What didn’t work for me? Building a dashboard to give me the answer didn’t work. Trying to get an answer within 5 minutes of looking at anecdotes didn’t work either.


I’ll share what worked for me in the past. I read hundreds of support tickets manually. I influenced my colleagues to read 1,000s of customer emails with me. My colleagues and I tagged tickets to 140+ categories, then grouped them in 3 levels of hierarchy. I walk through the experience here. I built a dashboard to show our progress. The visual progress helped influence colleagues toward the shared goal.


In recent months, I did synthesis of anecdotes using chatGPT. I did several iterations to reduce the time required to write this article. It still took 80 hrs+. It still took a long time to synthesize 200+ years of experience. But I might have saved 20 hrs by using ChatGPT. I might have gone from 100 hrs to 80 hrs. I’ll share some tips for this in an upcoming article.


Q6 - How can you acquire data from other teams? Especially teams that don't have a process to share that data with you?

First, understand the customer, assuming the start of your product focus area is the start of the customer's journey. Draw the end of your product focus area as the end of your customer's journey. For example, when I drew the customer journey map for a B2B billing use case, I only drew the journey of a customer discovering their invoice and acting on it.

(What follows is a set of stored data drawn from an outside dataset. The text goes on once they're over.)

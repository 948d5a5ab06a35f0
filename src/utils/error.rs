//! Error types for the entire application.
//!
//! We use `thiserror` for library-style errors with custom types,
//! and `anyhow` for application-level error propagation in main.rs
//! and commands.
//!
//! Note that malformed *fields* inside a dataset entry are never
//! errors: they degrade to zero values during normalization. Only
//! structural problems (unreadable file, invalid JSON, wrong
//! top-level shape) surface here.

use thiserror::Error;

/// Errors that can occur while loading a dataset file
#[derive(Error, Debug)]
pub enum DatasetError {
    #[error("Failed to read dataset file: {0}")]
    ReadFailed(#[from] std::io::Error),

    #[error("JSON deserialization failed: {0}")]
    JsonError(#[from] serde_json::Error),

    #[error("Invalid dataset format: {0}")]
    InvalidFormat(String),
}

/// Errors that can occur during file output
#[derive(Error, Debug)]
pub enum OutputError {
    #[error("Failed to write file: {0}")]
    WriteFailed(#[from] std::io::Error),

    #[error("Failed to serialize JSON: {0}")]
    SerializationFailed(#[from] serde_json::Error),

    #[error("Invalid output path: {0}")]
    InvalidPath(String),
}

Second, “do things that don’t scale,” said Paul Graham. Ask colleagues on those teams to share the information one time. Ad-hoc information sharing without process. Ask for estimates of the data without sharing any data with you. What is the lowest fidelity information you can ask for? What is the most manual way of asking and getting the information that you can do one time?


Do it once. Then do it again. Do it periodically, manually, until you can prove its value. Prove its value, then you can convince the team to change the process. Once you’ve persuaded the team of its value, see if you need to offer guest engineering services.

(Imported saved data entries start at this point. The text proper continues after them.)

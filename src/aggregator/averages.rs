//! Per-crop yield and area averages.
//!
//! For every distinct crop name, accumulates total yield, total area
//! and record count, then projects arithmetic means formatted to
//! three decimal places.

use crate::dataset::CropRecord;
use crate::utils::config::AVG_DECIMAL_PLACES;
use serde::{Deserialize, Serialize};
use std::collections::HashMap;

/// One row of the crop averages table
///
/// Averages are carried as fixed 3-decimal strings (e.g. "20.000"),
/// which is the form both the table renderer and the JSON report
/// emit.
#[derive(Debug, Clone, PartialEq, Eq, Serialize, Deserialize)]
pub struct CropAverage {
    /// Crop name key (or "0" placeholder)
    pub crop: String,

    /// Average yield in kg/ha, formatted to 3 decimal places
    pub avg_yield: String,

    /// Average cultivation area in hectares, formatted to 3 decimal places
    pub avg_area: String,
}

/// Running totals for a single crop
#[derive(Debug, Clone)]
struct CropState {
    crop: String,
    total_yield: f64,
    total_area: f64,
    count: u64,
}

/// Accumulator for per-crop averages
///
/// **Public** - fed record-by-record by `aggregate`
///
/// Keeps entries in first-encounter order of the crop key via a
/// Vec-of-states plus a key index. Totals only ever grow; count
/// starts at 1 on first sighting.
#[derive(Debug, Default)]
pub struct CropAverages {
    states: Vec<CropState>,
    index: HashMap<String, usize>,
}

impl CropAverages {
    /// Create an empty accumulator
    pub fn new() -> Self {
        Self::default()
    }

    /// Fold one record into the accumulator
    pub fn observe(&mut self, record: &CropRecord) {
        match self.index.get(&record.crop) {
            Some(&i) => {
                let state = &mut self.states[i];
                state.total_yield += record.yield_per_ha;
                state.total_area += record.area;
                state.count += 1;
            }
            None => {
                self.index.insert(record.crop.clone(), self.states.len());
                self.states.push(CropState {
                    crop: record.crop.clone(),
                    total_yield: record.yield_per_ha,
                    total_area: record.area,
                    count: 1,
                });
            }
        }
    }

    /// Project the accumulated state into output rows
    pub fn finish(self) -> Vec<CropAverage> {
        self.states
            .into_iter()
            .map(|state| {
                let count = state.count as f64;
                CropAverage {
                    crop: state.crop,
                    avg_yield: format!(
                        "{:.prec$}",
                        state.total_yield / count,
                        prec = AVG_DECIMAL_PLACES
                    ),
                    avg_area: format!(
                        "{:.prec$}",
                        state.total_area / count,
                        prec = AVG_DECIMAL_PLACES
                    ),
                }
            })
            .collect()
    }
}
//! Output JSON schema definitions for summary reports.
//!
//! This module defines the structure of JSON files we write to disk.
//! Schema is versioned to allow future evolution.

use crate::aggregator::{CropAverage, YearlyExtreme};
use crate::utils::config::SCHEMA_VERSION;
use serde::{Deserialize, Serialize};

/// Top-level summary report structure written to JSON
#[derive(Debug, Clone, Serialize, Deserialize)]
pub struct SummaryReport {
    /// Schema version for compatibility checking
    pub version: String,

    /// Number of dataset records the summaries were derived from
    pub source_records: usize,

    /// Per-year production extremes, in first-encounter order
    pub yearly_extremes: Vec<YearlyExtreme>,

    /// Per-crop averages, in first-encounter order
    pub crop_averages: Vec<CropAverage>,

    /// Timestamp when the report was generated
    pub generated_at: String,
}

/// Assemble a report from aggregation output
///
/// **Public** - used by commands to create final output
pub fn build_report(
    source_records: usize,
    yearly_extremes: Vec<YearlyExtreme>,
    crop_averages: Vec<CropAverage>,
) -> SummaryReport {
    use chrono::Utc;

    SummaryReport {
        version: SCHEMA_VERSION.to_string(),
        source_records,
        yearly_extremes,
        crop_averages,
        generated_at: Utc::now().to_rfc3339(),
    }
}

This is a clash of being principled to seek data but being pragmatic that not every team will give you data.


Q7 - How can you gather data on technical services rather than business-related tasks?

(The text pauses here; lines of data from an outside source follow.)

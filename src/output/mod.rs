//! Output for the derived summaries.
//!
//! This module handles presenting aggregation results:
//! - Plain-text tables for stdout
//! - Versioned JSON reports on disk

pub mod json;
pub mod report;
pub mod table;

// Re-export main functions
pub use json::{read_report, write_report};
pub use report::{build_report, SummaryReport};
pub use table::{render_averages_table, render_extremes_table};
mod config;

use clap::{Parser, Subcommand};
use std::path::PathBuf;
use uuid::Uuid;

use config::Config;
use trellis_core::store::Store;

#[derive(Parser)]
#[command(
    name = "trellis",
    about = "Event-sourced work tracking — actions, references, and derived status",
    version,
    propagate_version = true
)]
struct Cli {
    /// Config file (default: ./trellis.yaml if present)
    #[arg(long, global = true, env = "TRELLIS_CONFIG")]
    config: Option<PathBuf>,

    /// Database path (overrides config)
    #[arg(long, global = true, env = "TRELLIS_DB")]
    db: Option<PathBuf>,

    /// Output as JSON
    #[arg(long, global = true, short = 'j')]
    json: bool,

    #[command(subcommand)]
    command: Commands,
}

#[derive(Subcommand)]
enum Commands {
    /// Start the HTTP API server
    Serve {
        /// Port to listen on (overrides config)
        #[arg(long)]
        port: Option<u16>,
    },

    /// Rebuild the snapshot tables by replaying the event log
    Rebuild,

    /// Show one action with its snapshots and event history
    Show { id: Uuid },
}

fn main() {
    let cli = Cli::parse();

    let default_level = match &cli.command {
        Commands::Serve { .. } => tracing::Level::INFO,
        _ => tracing::Level::WARN,
    };

    tracing_subscriber::fmt()
        .with_env_filter(
            tracing_subscriber::EnvFilter::from_default_env().add_directive(default_level.into()),
        )
        .with_target(false)
        .init();

    let result = run(cli);
    if let Err(e) = result {
        eprintln!("error: {e}");
        std::process::exit(1);
    }
}

fn run(cli: Cli) -> anyhow::Result<()> {
    let config = Config::load(cli.config.as_deref())?;
    let db = cli.db.unwrap_or_else(|| config.db.clone());

    match cli.command {
        Commands::Serve { port } => {
            let port = port.unwrap_or(config.port);
            let runtime = tokio::runtime::Runtime::new()?;
            runtime.block_on(trellis_server::serve(&db, port))
        }
        Commands::Rebuild => {
            let store = Store::open(&db)?;
            let report = store.rebuild_snapshots()?;
            if cli.json {
                println!("{}", serde_json::to_string_pretty(&report)?);
            } else {
                println!(
                    "rebuilt snapshots for {} action(s) from {} event(s)",
                    report.actions, report.events
                );
            }
            Ok(())
        }
        Commands::Show { id } => {
            let store = Store::open(&db)?;
            let action = store.get_action(id)?;
            let references = store.get_references(id)?;
            let node = store.get_workflow(id)?;
            let events = store.events_for_action(id)?;

            if cli.json {
                let out = serde_json::json!({
                    "action": action,
                    "references": references,
                    "status": node,
                    "events": events,
                });
                println!("{}", serde_json::to_string_pretty(&out)?);
            } else {
                println!(
                    "action {} ({} on {} {})",
                    action.id, action.kind, action.context_type, action.context_id
                );
                println!("status: {}", node.status);
                if let Some(reason) = &node.blocked_reason {
                    println!("blocked: {reason}");
                }
                println!("references: {}", references.len());
                for r in &references {
                    println!("  {} -> {}", r.source_record_id, r.target_field_key);
                }
                println!("events: {}", events.len());
                for e in &events {
                    println!("  [{}] {}", e.seq, e.body.kind());
                }
            }
            Ok(())
        }
    }
}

Although I found that there was usually more data available on technical services than business tasks, but from this question, I see it could be the other way around.


I suggest the mindset of How to Measure Anything: Finding the Value of Intangibles in Business by Douglas W. Hubbard. Go to first principles. How does the engineering team monitor the health of their services? Is it Datadog? Rollbar? Pagerduty? Elastic search? MySQL queries? Google data studio?


Maybe none of those. Jira tickets? Slack questions? The number of late-night phone calls?

I’ve used Datadog and MySQL tables to gather data on technical services.


Q8 - How do you assign the nodes in different swimlanes? How do you know the list of agents or teams?

Step 1 - Create one swimlane per tool that gives you data. Create one swimlane per team in your organization. When in doubt, create more swimlanes. Don’t have a list of teams in your organization? Look at your organizational chart in ERP/HR software or ask 5 colleagues around you.


Step 2 - Arrange the swimlanes by looking at the amount of data they provide about customer behavior. Tools that give more insights are higher on the tracking transparency Y-axis. Tools that give summarized customer behavior information are lower in tracking transparency. Teams that interact more with customers per week are higher in tracking transparency. Teams interacting less frequently with customers are lower on the tracking transparency Y-axis.


Step 3 - Merge adjacent swimlanes if the teams or tool outputs are similar. For example, Heap, Mixpanel, Amplitude, and Hotjar might have similar outputs for your product. The Android and iOS app store might have similar insights for you.


More instructions on customer journey mapping are here. I did 3 video walk-throughs of customer journey mapping. One of them is below.


Q9 - Do you have a template for interviewing customers?

I was working to templatize my customer interview scripts, then I came across Deploy Empathy by Michele Hansen. Her book is amazing, tactical, and exactly what you are looking for. I use it as my starting point for interviewing customers.